* _What is required_:
From the data below, return the exact lines starting at the line containing "theme and styles" and ending at the line containing "pub fn header()", both included, and nothing else.

(Stored items)
....................

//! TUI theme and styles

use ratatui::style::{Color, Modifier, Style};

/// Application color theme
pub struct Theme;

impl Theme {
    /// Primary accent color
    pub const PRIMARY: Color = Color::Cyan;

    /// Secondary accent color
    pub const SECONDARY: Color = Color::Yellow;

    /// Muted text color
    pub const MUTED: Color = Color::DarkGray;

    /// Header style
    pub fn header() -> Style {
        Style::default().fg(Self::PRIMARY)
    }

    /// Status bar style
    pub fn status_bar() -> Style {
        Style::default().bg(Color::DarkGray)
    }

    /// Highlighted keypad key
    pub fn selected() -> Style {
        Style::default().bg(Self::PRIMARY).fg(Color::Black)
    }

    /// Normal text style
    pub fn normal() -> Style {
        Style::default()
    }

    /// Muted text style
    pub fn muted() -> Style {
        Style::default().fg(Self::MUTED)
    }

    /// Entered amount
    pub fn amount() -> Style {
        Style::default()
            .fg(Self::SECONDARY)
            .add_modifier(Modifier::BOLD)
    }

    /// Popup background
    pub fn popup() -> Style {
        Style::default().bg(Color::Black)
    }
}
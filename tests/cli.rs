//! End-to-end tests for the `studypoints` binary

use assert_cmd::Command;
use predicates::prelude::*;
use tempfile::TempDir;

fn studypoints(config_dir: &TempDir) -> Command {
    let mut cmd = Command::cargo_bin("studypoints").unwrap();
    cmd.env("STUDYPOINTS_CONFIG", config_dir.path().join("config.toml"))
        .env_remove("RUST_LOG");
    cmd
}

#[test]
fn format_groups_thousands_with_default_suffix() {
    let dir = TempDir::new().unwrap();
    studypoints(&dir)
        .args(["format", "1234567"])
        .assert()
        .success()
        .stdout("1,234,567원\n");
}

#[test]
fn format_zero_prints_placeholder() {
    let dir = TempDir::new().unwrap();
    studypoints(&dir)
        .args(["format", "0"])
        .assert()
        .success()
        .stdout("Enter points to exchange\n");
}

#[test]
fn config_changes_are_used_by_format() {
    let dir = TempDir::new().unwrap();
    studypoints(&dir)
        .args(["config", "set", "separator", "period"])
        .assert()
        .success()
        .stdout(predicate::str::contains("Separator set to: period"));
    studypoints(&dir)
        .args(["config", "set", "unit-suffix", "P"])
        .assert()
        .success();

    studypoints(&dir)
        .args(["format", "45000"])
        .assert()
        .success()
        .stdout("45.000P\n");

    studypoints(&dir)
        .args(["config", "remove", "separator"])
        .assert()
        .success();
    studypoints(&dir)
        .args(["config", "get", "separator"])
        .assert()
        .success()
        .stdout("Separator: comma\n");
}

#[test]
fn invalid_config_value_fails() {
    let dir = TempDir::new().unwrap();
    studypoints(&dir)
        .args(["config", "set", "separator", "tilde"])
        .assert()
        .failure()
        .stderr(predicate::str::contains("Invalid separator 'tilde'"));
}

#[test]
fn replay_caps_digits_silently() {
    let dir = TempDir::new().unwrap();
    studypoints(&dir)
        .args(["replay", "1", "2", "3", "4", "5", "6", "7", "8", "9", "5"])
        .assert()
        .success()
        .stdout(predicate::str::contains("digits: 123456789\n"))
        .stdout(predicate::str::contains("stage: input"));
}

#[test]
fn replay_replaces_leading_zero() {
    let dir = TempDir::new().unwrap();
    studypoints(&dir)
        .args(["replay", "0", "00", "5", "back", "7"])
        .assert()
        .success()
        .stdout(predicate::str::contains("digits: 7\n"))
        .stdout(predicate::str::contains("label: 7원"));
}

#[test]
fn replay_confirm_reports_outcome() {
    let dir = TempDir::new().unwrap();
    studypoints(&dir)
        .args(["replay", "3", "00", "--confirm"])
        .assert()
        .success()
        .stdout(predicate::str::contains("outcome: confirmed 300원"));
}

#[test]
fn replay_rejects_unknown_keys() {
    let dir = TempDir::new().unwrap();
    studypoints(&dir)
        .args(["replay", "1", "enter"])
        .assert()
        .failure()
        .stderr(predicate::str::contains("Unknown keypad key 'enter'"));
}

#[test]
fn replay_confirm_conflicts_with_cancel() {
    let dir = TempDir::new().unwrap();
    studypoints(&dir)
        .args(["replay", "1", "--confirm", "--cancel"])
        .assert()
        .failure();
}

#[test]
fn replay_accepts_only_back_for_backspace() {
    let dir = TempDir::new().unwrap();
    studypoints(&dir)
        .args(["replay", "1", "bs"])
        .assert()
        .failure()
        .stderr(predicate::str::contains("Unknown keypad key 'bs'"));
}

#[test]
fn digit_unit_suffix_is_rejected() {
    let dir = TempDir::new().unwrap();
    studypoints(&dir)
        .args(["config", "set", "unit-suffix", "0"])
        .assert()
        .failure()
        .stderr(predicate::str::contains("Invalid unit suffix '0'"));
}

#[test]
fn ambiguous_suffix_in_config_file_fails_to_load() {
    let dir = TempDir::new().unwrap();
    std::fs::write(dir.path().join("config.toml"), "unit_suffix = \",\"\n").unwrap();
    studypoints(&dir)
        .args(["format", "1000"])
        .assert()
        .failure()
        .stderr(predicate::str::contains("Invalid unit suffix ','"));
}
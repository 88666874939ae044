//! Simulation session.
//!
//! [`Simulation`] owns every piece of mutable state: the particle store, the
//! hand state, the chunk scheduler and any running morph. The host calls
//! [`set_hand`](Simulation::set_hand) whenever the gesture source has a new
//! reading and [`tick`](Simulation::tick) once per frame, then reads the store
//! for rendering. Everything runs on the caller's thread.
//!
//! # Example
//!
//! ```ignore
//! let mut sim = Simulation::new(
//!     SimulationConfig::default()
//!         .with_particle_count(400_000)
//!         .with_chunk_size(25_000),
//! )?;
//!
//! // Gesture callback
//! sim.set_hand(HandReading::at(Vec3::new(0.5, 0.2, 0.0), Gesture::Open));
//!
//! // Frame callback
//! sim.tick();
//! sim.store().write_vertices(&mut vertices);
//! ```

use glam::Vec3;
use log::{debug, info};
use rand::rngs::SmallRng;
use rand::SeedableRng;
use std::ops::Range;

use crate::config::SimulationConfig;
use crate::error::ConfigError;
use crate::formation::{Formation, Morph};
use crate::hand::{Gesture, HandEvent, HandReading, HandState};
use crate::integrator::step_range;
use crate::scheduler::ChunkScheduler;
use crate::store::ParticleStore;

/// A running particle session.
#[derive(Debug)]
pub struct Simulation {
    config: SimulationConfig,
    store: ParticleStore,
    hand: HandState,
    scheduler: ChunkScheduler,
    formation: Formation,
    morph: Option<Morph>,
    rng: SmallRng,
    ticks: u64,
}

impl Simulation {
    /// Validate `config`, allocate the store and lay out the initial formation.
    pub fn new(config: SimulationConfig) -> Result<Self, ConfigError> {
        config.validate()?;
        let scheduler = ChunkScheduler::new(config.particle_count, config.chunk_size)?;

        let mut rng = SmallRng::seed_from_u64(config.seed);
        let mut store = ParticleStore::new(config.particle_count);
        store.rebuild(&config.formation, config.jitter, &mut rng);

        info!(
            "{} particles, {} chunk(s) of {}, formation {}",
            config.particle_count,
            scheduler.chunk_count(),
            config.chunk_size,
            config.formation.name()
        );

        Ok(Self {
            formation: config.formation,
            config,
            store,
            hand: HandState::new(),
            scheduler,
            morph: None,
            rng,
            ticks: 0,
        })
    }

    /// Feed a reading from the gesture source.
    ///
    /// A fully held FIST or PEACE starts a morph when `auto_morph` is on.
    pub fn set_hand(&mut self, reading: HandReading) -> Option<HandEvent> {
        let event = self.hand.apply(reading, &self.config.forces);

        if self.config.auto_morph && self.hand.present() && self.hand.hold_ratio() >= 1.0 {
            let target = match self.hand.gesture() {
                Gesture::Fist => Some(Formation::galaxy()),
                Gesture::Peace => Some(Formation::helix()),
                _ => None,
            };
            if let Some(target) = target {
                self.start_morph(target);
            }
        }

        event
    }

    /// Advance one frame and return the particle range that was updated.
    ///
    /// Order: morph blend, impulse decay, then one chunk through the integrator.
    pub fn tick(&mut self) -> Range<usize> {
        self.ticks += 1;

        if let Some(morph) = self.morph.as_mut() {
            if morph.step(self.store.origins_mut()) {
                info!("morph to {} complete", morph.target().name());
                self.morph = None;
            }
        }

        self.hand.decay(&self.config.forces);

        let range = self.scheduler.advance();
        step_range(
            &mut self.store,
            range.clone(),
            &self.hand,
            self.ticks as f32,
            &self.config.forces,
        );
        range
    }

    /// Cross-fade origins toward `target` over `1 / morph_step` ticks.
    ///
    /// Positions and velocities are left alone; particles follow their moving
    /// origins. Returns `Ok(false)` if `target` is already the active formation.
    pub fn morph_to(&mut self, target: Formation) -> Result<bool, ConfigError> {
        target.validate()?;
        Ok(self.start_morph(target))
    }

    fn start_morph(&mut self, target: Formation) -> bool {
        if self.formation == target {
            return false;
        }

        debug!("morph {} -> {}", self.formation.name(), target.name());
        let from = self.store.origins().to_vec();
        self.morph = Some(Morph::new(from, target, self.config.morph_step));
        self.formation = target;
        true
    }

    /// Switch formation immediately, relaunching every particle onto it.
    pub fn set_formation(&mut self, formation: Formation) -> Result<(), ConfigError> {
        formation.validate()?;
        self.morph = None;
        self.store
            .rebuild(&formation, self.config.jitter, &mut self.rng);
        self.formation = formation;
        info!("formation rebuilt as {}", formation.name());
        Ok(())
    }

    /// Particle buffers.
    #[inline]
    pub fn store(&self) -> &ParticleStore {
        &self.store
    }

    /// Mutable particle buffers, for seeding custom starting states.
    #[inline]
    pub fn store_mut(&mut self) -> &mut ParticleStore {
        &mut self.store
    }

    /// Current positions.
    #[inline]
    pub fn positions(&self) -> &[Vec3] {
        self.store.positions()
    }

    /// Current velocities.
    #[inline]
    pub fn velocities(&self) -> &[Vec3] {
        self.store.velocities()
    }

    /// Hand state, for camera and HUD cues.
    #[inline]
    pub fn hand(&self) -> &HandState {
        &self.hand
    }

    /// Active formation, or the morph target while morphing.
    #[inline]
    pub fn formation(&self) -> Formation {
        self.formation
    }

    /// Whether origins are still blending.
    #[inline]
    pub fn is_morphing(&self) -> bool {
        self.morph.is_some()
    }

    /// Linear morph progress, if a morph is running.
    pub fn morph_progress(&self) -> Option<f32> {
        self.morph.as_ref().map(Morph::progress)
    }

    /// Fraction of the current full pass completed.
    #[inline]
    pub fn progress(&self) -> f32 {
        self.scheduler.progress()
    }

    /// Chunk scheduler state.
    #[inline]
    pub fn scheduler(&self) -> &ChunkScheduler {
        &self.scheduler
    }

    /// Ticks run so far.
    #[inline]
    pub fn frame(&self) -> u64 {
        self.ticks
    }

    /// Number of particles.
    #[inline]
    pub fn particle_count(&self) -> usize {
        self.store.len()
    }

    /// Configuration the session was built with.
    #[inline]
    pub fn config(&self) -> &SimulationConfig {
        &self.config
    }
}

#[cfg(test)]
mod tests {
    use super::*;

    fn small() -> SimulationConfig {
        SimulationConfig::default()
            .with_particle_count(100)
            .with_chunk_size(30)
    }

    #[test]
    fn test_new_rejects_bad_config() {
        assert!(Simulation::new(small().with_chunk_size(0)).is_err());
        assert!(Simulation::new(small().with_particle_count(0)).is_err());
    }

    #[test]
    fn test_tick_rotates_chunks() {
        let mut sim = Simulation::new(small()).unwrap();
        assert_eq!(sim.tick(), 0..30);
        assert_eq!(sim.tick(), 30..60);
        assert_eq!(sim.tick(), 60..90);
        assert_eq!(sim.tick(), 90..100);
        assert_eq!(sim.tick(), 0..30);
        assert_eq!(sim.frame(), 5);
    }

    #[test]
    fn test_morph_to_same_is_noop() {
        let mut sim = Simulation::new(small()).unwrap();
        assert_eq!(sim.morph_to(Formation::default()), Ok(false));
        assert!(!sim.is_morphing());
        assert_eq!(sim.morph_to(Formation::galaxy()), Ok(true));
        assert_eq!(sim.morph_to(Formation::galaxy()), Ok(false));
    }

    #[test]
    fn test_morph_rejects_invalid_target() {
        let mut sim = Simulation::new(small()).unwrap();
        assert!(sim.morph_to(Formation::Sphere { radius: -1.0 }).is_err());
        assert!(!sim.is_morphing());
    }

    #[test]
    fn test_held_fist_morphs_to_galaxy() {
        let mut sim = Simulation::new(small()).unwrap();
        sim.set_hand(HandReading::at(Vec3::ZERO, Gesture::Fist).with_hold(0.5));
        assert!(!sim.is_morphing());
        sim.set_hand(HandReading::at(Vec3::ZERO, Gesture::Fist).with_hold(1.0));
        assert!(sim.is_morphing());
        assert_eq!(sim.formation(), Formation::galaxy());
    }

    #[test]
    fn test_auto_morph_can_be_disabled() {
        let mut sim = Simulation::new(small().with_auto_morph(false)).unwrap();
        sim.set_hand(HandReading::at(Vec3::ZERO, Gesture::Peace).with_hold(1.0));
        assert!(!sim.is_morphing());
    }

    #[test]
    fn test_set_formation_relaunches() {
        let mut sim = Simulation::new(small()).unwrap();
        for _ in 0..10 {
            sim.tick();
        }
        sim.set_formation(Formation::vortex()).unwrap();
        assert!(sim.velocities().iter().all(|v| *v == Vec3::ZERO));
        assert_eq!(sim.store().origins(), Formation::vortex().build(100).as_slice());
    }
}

....................

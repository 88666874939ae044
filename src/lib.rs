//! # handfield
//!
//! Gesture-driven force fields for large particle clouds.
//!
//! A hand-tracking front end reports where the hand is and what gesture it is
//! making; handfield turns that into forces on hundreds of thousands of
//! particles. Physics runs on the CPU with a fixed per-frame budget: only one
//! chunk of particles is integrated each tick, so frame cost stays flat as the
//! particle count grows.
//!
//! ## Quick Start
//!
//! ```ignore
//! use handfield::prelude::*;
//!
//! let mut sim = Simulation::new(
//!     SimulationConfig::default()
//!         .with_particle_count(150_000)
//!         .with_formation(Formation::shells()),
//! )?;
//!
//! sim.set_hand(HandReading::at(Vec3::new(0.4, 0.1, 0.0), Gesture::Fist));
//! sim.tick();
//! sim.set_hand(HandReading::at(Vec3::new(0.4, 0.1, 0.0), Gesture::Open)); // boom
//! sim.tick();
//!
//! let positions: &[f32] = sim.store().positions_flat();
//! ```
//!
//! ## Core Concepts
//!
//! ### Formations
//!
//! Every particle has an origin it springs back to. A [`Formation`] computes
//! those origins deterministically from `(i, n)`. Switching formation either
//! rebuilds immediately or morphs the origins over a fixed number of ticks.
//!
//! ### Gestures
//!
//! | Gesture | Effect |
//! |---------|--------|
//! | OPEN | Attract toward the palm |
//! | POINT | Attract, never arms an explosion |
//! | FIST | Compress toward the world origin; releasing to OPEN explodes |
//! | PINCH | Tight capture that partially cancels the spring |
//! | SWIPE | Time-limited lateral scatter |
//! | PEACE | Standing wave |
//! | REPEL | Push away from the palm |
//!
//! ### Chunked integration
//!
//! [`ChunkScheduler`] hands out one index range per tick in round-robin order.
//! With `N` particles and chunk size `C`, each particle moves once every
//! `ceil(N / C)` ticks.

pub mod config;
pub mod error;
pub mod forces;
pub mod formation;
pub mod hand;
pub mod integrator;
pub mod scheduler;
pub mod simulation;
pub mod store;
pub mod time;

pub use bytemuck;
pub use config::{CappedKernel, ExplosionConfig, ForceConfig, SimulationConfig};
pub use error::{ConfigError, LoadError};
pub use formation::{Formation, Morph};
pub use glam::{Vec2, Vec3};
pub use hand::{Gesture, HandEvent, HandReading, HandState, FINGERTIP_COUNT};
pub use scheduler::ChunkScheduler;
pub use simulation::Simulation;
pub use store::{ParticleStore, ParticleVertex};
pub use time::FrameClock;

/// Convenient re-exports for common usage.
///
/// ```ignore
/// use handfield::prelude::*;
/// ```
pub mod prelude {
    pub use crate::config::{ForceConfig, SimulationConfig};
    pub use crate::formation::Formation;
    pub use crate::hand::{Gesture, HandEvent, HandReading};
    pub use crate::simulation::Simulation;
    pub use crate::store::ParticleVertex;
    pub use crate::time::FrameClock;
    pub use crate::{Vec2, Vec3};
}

....................

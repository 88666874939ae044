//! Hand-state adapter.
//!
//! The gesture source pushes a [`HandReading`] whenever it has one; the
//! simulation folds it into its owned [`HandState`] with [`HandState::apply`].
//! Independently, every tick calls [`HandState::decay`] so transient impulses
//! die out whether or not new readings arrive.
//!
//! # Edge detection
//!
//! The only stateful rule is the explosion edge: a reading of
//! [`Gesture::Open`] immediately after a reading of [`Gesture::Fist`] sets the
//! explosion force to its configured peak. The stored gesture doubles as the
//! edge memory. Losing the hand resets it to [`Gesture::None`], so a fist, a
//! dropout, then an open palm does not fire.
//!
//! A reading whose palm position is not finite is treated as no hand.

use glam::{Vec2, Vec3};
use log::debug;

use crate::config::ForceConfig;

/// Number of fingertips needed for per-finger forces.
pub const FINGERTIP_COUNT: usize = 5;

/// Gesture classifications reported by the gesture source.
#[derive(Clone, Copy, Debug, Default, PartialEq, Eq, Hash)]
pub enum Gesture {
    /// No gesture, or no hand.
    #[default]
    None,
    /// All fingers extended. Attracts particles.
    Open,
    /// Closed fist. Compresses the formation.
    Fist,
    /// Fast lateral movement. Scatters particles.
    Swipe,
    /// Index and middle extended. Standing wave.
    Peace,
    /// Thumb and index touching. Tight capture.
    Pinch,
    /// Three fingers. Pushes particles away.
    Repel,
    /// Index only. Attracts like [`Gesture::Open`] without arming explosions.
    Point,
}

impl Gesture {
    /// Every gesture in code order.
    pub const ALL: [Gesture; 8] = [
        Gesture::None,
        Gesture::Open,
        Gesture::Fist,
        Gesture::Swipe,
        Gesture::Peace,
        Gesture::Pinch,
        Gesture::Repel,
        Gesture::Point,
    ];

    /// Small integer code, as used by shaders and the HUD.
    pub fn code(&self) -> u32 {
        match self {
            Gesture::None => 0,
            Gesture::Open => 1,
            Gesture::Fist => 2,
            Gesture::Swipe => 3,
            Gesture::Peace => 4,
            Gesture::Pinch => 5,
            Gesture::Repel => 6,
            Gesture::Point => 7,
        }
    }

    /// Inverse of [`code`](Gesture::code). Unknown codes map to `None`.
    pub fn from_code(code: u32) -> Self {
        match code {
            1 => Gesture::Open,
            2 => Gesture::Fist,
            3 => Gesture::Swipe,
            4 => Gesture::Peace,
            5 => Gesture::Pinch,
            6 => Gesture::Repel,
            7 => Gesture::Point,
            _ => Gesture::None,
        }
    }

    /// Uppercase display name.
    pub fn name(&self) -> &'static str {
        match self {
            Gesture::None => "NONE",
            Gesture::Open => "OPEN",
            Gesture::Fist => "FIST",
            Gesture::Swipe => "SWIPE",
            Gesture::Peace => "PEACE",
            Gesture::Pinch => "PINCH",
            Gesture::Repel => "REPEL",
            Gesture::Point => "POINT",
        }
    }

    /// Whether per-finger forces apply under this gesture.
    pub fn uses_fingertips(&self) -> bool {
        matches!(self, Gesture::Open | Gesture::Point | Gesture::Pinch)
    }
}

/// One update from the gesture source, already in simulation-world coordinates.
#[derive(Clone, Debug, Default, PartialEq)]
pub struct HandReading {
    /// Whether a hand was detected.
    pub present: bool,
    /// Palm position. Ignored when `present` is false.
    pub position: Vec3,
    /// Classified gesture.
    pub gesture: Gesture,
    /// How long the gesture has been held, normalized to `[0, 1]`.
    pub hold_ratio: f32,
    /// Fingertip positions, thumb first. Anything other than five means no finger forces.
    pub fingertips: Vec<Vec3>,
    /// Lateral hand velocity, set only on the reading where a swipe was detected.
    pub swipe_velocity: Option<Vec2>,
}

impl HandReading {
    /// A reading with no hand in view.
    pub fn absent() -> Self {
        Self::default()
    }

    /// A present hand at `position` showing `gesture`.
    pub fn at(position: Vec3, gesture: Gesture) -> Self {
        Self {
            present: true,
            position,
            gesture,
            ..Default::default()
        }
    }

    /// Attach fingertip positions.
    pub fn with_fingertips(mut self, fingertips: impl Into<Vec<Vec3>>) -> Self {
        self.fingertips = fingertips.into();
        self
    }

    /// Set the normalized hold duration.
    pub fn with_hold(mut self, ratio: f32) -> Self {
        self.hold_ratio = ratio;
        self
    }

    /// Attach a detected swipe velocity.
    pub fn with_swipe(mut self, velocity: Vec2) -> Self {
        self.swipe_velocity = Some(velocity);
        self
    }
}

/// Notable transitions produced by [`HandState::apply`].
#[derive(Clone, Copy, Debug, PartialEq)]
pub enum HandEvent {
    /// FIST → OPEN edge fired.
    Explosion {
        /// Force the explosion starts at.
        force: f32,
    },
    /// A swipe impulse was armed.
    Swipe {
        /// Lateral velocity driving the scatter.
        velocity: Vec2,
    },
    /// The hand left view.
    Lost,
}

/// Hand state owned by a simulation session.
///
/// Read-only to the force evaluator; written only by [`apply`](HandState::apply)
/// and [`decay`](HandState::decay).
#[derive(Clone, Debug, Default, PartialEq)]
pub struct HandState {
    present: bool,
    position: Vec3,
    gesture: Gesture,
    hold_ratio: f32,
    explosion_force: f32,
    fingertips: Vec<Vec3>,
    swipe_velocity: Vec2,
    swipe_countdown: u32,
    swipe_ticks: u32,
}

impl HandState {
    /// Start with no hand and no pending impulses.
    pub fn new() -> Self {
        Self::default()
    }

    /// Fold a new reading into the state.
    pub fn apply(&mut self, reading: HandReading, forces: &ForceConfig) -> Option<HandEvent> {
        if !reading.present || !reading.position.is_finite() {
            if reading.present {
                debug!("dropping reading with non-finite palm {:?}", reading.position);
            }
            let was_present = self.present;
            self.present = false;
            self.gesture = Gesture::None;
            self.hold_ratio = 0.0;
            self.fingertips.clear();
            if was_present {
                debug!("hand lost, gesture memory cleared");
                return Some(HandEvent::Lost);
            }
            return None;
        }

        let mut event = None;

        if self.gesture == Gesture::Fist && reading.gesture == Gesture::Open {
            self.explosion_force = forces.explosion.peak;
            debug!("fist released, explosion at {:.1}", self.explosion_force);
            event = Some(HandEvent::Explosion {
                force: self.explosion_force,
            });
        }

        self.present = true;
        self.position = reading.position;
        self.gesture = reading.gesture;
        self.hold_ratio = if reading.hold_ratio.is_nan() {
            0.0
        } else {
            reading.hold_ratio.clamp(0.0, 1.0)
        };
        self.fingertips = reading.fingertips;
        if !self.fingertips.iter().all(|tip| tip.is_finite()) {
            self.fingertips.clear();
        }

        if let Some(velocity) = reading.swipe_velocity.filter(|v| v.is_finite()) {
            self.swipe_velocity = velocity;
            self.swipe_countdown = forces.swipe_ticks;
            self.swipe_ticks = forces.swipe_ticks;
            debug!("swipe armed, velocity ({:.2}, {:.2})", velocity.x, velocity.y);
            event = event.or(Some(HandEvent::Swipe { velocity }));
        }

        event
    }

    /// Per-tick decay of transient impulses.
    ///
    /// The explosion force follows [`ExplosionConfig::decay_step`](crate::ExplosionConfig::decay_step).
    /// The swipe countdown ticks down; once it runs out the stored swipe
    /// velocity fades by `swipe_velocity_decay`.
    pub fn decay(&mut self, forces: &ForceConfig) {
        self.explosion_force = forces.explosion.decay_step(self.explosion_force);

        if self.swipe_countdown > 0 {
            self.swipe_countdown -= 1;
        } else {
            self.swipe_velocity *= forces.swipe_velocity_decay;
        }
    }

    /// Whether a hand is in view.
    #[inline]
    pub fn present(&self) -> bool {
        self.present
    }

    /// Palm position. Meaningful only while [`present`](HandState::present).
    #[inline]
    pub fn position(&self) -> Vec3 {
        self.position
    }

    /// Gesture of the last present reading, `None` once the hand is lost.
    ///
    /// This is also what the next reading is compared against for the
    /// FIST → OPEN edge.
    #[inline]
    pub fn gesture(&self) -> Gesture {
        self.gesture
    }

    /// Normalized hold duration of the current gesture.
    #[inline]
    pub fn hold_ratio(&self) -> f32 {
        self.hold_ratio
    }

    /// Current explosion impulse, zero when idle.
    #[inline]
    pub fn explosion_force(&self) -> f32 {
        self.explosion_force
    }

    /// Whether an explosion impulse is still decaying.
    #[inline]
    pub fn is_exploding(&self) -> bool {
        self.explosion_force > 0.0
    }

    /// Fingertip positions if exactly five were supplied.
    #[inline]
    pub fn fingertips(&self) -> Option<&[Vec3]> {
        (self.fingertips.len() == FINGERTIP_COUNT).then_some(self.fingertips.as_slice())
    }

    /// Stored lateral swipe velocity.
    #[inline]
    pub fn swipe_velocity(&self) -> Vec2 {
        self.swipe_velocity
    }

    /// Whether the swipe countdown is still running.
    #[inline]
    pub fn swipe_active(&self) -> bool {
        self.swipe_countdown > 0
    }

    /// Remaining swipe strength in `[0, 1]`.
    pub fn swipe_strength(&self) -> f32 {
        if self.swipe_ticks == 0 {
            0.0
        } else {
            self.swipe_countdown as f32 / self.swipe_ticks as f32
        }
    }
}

....................

* _Finished task_:
//! TUI theme and styles

use ratatui::style::{Color, Modifier, Style};

/// Application color theme
pub struct Theme;

impl Theme {
    /// Primary accent color
    pub const PRIMARY: Color = Color::Cyan;

    /// Secondary accent color
    pub const SECONDARY: Color = Color::Yellow;

    /// Muted text color
    pub const MUTED: Color = Color::DarkGray;

    /// Header style
    pub fn header() -> Style {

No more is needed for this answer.